Even the useful bits of the bill, such as dredging, roads, and rail, go to projects that have little to do with actual supply chains. The $100 billion going to rail is almost all for subways, Amtrak handouts, restarting abandoned rural lines, or replacing at-grade train crossings. For roads, the money overwhelmingly goes to maintenance, not expansion, including tearing down and rebuilding those allegedly “racist” overpasses.

Some of these may be good housekeeping in the long run, but tearing up highways, bridges, and rails in the middle of a nationwide capacity crisis is like replacing one’s roof during a hurricane. It only makes matters worse.
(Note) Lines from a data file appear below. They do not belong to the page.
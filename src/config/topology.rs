//! Validated view of the configured peers and routes.
//!
//! The raw config keeps npubs and CIDRs as the operator wrote them. The
//! control plane works from a [`Topology`] instead: identities decoded,
//! networks truncated to their prefix, and route networks checked for
//! uniqueness. It is built once at startup and never changes afterwards.

use ipnet::IpNet;

use super::{Config, ConfigError};
use crate::PeerIdentity;

/// A configured route with its target decoded.
#[derive(Debug, Clone, Copy, PartialEq, Eq)]
pub struct Route {
    pub network: IpNet,
    pub target: PeerIdentity,
}

/// Configured peers and routes, in configuration order.
#[derive(Debug, Clone, Default)]
pub struct Topology {
    peers: Vec<PeerIdentity>,
    routes: Vec<Route>,
}

impl Topology {
    /// Build from already-decoded parts, enforcing the same invariants as
    /// [`Topology::from_config`].
    pub fn new(peers: Vec<PeerIdentity>, routes: Vec<Route>) -> Result<Self, ConfigError> {
        let mut checked: Vec<Route> = Vec::with_capacity(routes.len());
        for route in routes {
            let network = route.network.trunc();
            if checked.iter().any(|r| r.network == network) {
                return Err(ConfigError::DuplicateRoute(network));
            }
            if !peers.contains(&route.target) {
                return Err(ConfigError::UnknownRouteTarget {
                    network,
                    target: route.target.npub(),
                });
            }
            checked.push(Route {
                network,
                target: route.target,
            });
        }
        Ok(Self {
            peers,
            routes: checked,
        })
    }

    /// Decode and validate the `peers` and `routes` sections.
    pub fn from_config(config: &Config) -> Result<Self, ConfigError> {
        let peers = config
            .peers
            .iter()
            .map(|p| {
                p.identity().map_err(|e| ConfigError::InvalidPeerNpub {
                    npub: p.npub.clone(),
                    source: e,
                })
            })
            .collect::<Result<Vec<_>, _>>()?;

        let routes = config
            .routes
            .iter()
            .map(|r| {
                let target = PeerIdentity::from_npub(&r.target).map_err(|e| {
                    ConfigError::InvalidPeerNpub {
                        npub: r.target.clone(),
                        source: e,
                    }
                })?;
                Ok(Route {
                    network: r.network,
                    target,
                })
            })
            .collect::<Result<Vec<_>, ConfigError>>()?;

        Self::new(peers, routes)
    }

    pub fn peers(&self) -> &[PeerIdentity] {
        &self.peers
    }

    pub fn routes(&self) -> &[Route] {
        &self.routes
    }

    /// Look up a configured peer by identity.
    pub fn find_peer(&self, peer: &PeerIdentity) -> Option<&PeerIdentity> {
        self.peers.iter().find(|p| *p == peer)
    }

    /// Look up a configured route by its exact network.
    pub fn find_route(&self, network: &IpNet) -> Option<&Route> {
        self.routes.iter().find(|r| r.network == *network)
    }

    /// Networks of every configured route, in order.
    pub fn networks(&self) -> Vec<IpNet> {
        self.routes.iter().map(|r| r.network).collect()
    }
}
Moreover, these hundreds of billions of dollars shouldn’t be decided by a remote federal government in the first place. State and local governments have a better idea of what’s needed, while the private sector actually has an incentive to build stuff people actually want.

What should the federal government be doing instead? Go where the problem is; namely, ports, truckers, and lack of workers.

That means telling port unions that automation is coming whether they like it or not, and replace them if they keep dragging their feet. It means standing down on activist-driven environmental and labor mandates that have knocked the vast majority of trucks out of California and threaten to take that nationwide.

Finally, it means stopping paying people to sit on the couch instead of taking one of the 10.4 million unfilled jobs—that is, no more benefits divorced from work, whether as stimulus checks, enhanced unemployment benefits, or “child allowance” payments as a shadow vote-buying universal basic income.

Unfortunately, all the real solutions would require Democrats to stand up to their special interests, the left-wing activists and unions. So, instead, they will likely continue this pattern of creating crises through incompetence, then using those crises as excuses to push more activist agendas—with American families left to struggle with rising prices, empty shelves, and shuttered factories.

As for this infrastructure bill, at best it will do nothing for the supply chain crisis, and most likely it will only deepen the crisis by hogging resources and disrupting struggling networks when we need them most.

Biden and Congress had an excellent opportunity to get out of the way, but they squandered it.